The reply to the records below should contain exactly the lines from the line with "let header = PdbHeader::parse(data)?;" through the line with "let mut metadata", and nothing besides.

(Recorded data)
┏━━
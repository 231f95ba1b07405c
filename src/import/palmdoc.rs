//! PalmDoc (`TEXtREAd`) importer.
//!
//! A PalmDoc file is a Palm database: a 78-byte header, a table of record
//! offsets, then the records. Record 0 describes the text (compression and
//! uncompressed length); records 1..=n hold the text itself, either stored
//! as is or LZ77-compressed.

use std::path::Path;

use encoding_rs::Encoding;

use crate::collect::Collector;
use crate::error::{Error, Result};
use crate::props::{PropertyList, keys};

use super::Importer;
use super::text::{ParagraphBreak, TextConfig, collect_text, decode_text};

const HEADER_LEN: usize = 78;
const TYPE_CREATOR: &[u8; 8] = b"TEXtREAd";

const COMPRESSION_NONE: u16 = 1;
const COMPRESSION_PALMDOC: u16 = 2;

/// Palm database header.
#[derive(Debug)]
struct PdbHeader {
    name: String,
    /// Byte range of each record within the file.
    records: Vec<(usize, usize)>,
}

impl PdbHeader {
    fn parse(data: &[u8]) -> Result<Self> {
        if data.len() < HEADER_LEN {
            return Err(Error::InvalidPalmDoc("header too short".into()));
        }

        // Bytes 0-31: database name, NUL-terminated.
        let name_end = memchr::memchr(0, &data[..32]).unwrap_or(32);
        let name = String::from_utf8_lossy(&data[..name_end]).into_owned();

        let ident = &data[60..68];
        if ident == b"BOOKMOBI" {
            return Err(Error::UnsupportedFormat("MOBI (BOOKMOBI) database".into()));
        }
        if ident != TYPE_CREATOR {
            return Err(Error::InvalidPalmDoc(format!(
                "unknown type/creator {:?}",
                String::from_utf8_lossy(ident)
            )));
        }

        let num_records = u16::from_be_bytes([data[76], data[77]]) as usize;
        let table_end = HEADER_LEN + num_records * 8;
        if data.len() < table_end {
            return Err(Error::InvalidPalmDoc("record table truncated".into()));
        }

        let offsets: Vec<usize> = (0..num_records)
            .map(|i| {
                let pos = HEADER_LEN + i * 8;
                u32::from_be_bytes([data[pos], data[pos + 1], data[pos + 2], data[pos + 3]])
                    as usize
            })
            .collect();

        let mut records = Vec::with_capacity(num_records);
        for (i, &start) in offsets.iter().enumerate() {
            let end = offsets.get(i + 1).copied().unwrap_or(data.len());
            if start < table_end || start > end || end > data.len() {
                return Err(Error::InvalidPalmDoc(format!("record {i} out of bounds")));
            }
            records.push((start, end));
        }

        Ok(Self { name, records })
    }
}

/// Decompress one PalmDoc LZ77 record.
///
/// - `0x01..=0x08`: copy the next n bytes literally
/// - `0x00`, `0x09..=0x7F`: literal byte
/// - `0x80..=0xBF`: with the next byte, an 11-bit distance and 3-bit length
///   (plus 3) back-reference
/// - `0xC0..=0xFF`: a space followed by `byte ^ 0x80`
pub fn decompress(input: &[u8]) -> Result<Vec<u8>> {
    let mut output = Vec::with_capacity(input.len() * 2);
    let mut i = 0;

    while i < input.len() {
        let c = input[i];
        i += 1;

        match c {
            0x01..=0x08 => {
                let count = c as usize;
                let Some(literal) = input.get(i..i + count) else {
                    return Err(Error::InvalidPalmDoc("literal run past end of record".into()));
                };
                output.extend_from_slice(literal);
                i += count;
            }
            0x00 | 0x09..=0x7F => output.push(c),
            0x80..=0xBF => {
                let Some(&next) = input.get(i) else {
                    return Err(Error::InvalidPalmDoc("back-reference past end of record".into()));
                };
                i += 1;

                let combined = u16::from_be_bytes([c, next]);
                let distance = ((combined & 0x3FFF) >> 3) as usize;
                let length = ((combined & 7) + 3) as usize;
                if distance == 0 || distance > output.len() {
                    return Err(Error::InvalidPalmDoc(format!(
                        "back-reference distance {distance} at output offset {}",
                        output.len()
                    )));
                }
                // Byte by byte: the source may overlap what is being written.
                for _ in 0..length {
                    let byte = output[output.len() - distance];
                    output.push(byte);
                }
            }
            0xC0..=0xFF => {
                output.push(b' ');
                output.push(c ^ 0x80);
            }
        }
    }

    Ok(output)
}

/// Imports the text of a PalmDoc e-book.
#[derive(Debug, Clone)]
pub struct PalmDocImporter {
    text: String,
    metadata: PropertyList,
    paragraphs: ParagraphBreak,
}

impl PalmDocImporter {
    /// Parse a PalmDoc database. Text is read as Windows-1252 unless
    /// `config` names an encoding.
    pub fn from_bytes(data: &[u8], config: TextConfig) -> Result<Self> {
        let header = PdbHeader::parse(data)?;
        let Some(&(start, end)) = header.records.first() else {
            return Err(Error::InvalidPalmDoc("no records".into()));
        };
        let record0 = &data[start..end];
        if record0.len() < 10 {
            return Err(Error::InvalidPalmDoc("record 0 too short".into()));
        }

        let compression = u16::from_be_bytes([record0[0], record0[1]]);
        let text_length =
            u32::from_be_bytes([record0[4], record0[5], record0[6], record0[7]]) as usize;
        let text_records = u16::from_be_bytes([record0[8], record0[9]]) as usize;
        if compression != COMPRESSION_NONE && compression != COMPRESSION_PALMDOC {
            return Err(Error::UnsupportedCompression(compression));
        }

        let available = header.records.len() - 1;
        if text_records > available {
            log::warn!(
                target: "folio::import",
                "record 0 declares {text_records} text records, only {available} present"
            );
        }

        let mut raw = Vec::with_capacity(text_length);
        for &(start, end) in header.records.iter().skip(1).take(text_records) {
            let record = &data[start..end];
            if compression == COMPRESSION_PALMDOC {
                raw.extend(decompress(record)?);
            } else {
                raw.extend_from_slice(record);
            }
        }
        raw.truncate(text_length);

        let encoding: &'static Encoding = config.encoding.unwrap_or(encoding_rs::WINDOWS_1252);
        let text = decode_text(&raw, Some(encoding)).into_owned();
        log::debug!(
            target: "folio::import",
            "palmdoc {:?}: {} records, {} bytes of text",
            header.name,
            text_records,
            raw.len()
        );

        let mut metadata = PropertyList::new();
        if !header.name.is_empty() {
            metadata.insert(keys::TITLE, header.name);
        }

        Ok(Self {
            text,
            metadata,
            paragraphs: config.paragraphs,
        })
    }

    pub fn open(path: &Path, config: TextConfig) -> Result<Self> {
        let data = std::fs::read(path)?;
        Self::from_bytes(&data, config)
    }

    pub fn text(&self) -> &str {
        &self.text
    }
}

impl Importer for PalmDocImporter {
    fn metadata(&self) -> &PropertyList {
        &self.metadata
    }

    fn import(&self, collector: &mut Collector) -> Result<()> {
        collector.collect_metadata(&self.metadata);
        collect_text(&self.text, self.paragraphs, collector);
        Ok(())
    }
}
┗━━
Answer for this exercise -
        let header = PdbHeader::parse(data)?;
        let Some(&(start, end)) = header.records.first() else {
            return Err(Error::InvalidPalmDoc("no records".into()));
        };
        let record0 = &data[start..end];
        if record0.len() < 10 {
            return Err(Error::InvalidPalmDoc("record 0 too short".into()));
        }

        let compression = u16::from_be_bytes([record0[0], record0[1]]);
        let text_length =
            u32::from_be_bytes([record0[4], record0[5], record0[6], record0[7]]) as usize;
        let text_records = u16::from_be_bytes([record0[8], record0[9]]) as usize;
        if compression != COMPRESSION_NONE && compression != COMPRESSION_PALMDOC {
            return Err(Error::UnsupportedCompression(compression));
        }

        let available = header.records.len() - 1;
        if text_records > available {
            log::warn!(
                target: "folio::import",
                "record 0 declares {text_records} text records, only {available} present"
            );
        }

        let mut raw = Vec::with_capacity(text_length);
        for &(start, end) in header.records.iter().skip(1).take(text_records) {
            let record = &data[start..end];
            if compression == COMPRESSION_PALMDOC {
                raw.extend(decompress(record)?);
            } else {
                raw.extend_from_slice(record);
            }
        }
        raw.truncate(text_length);

        let encoding: &'static Encoding = config.encoding.unwrap_or(encoding_rs::WINDOWS_1252);
        let text = decode_text(&raw, Some(encoding)).into_owned();
        log::debug!(
            target: "folio::import",
            "palmdoc {:?}: {} records, {} bytes of text",
            header.name,
            text_records,
            raw.len()
        );

        let mut metadata = PropertyList::new();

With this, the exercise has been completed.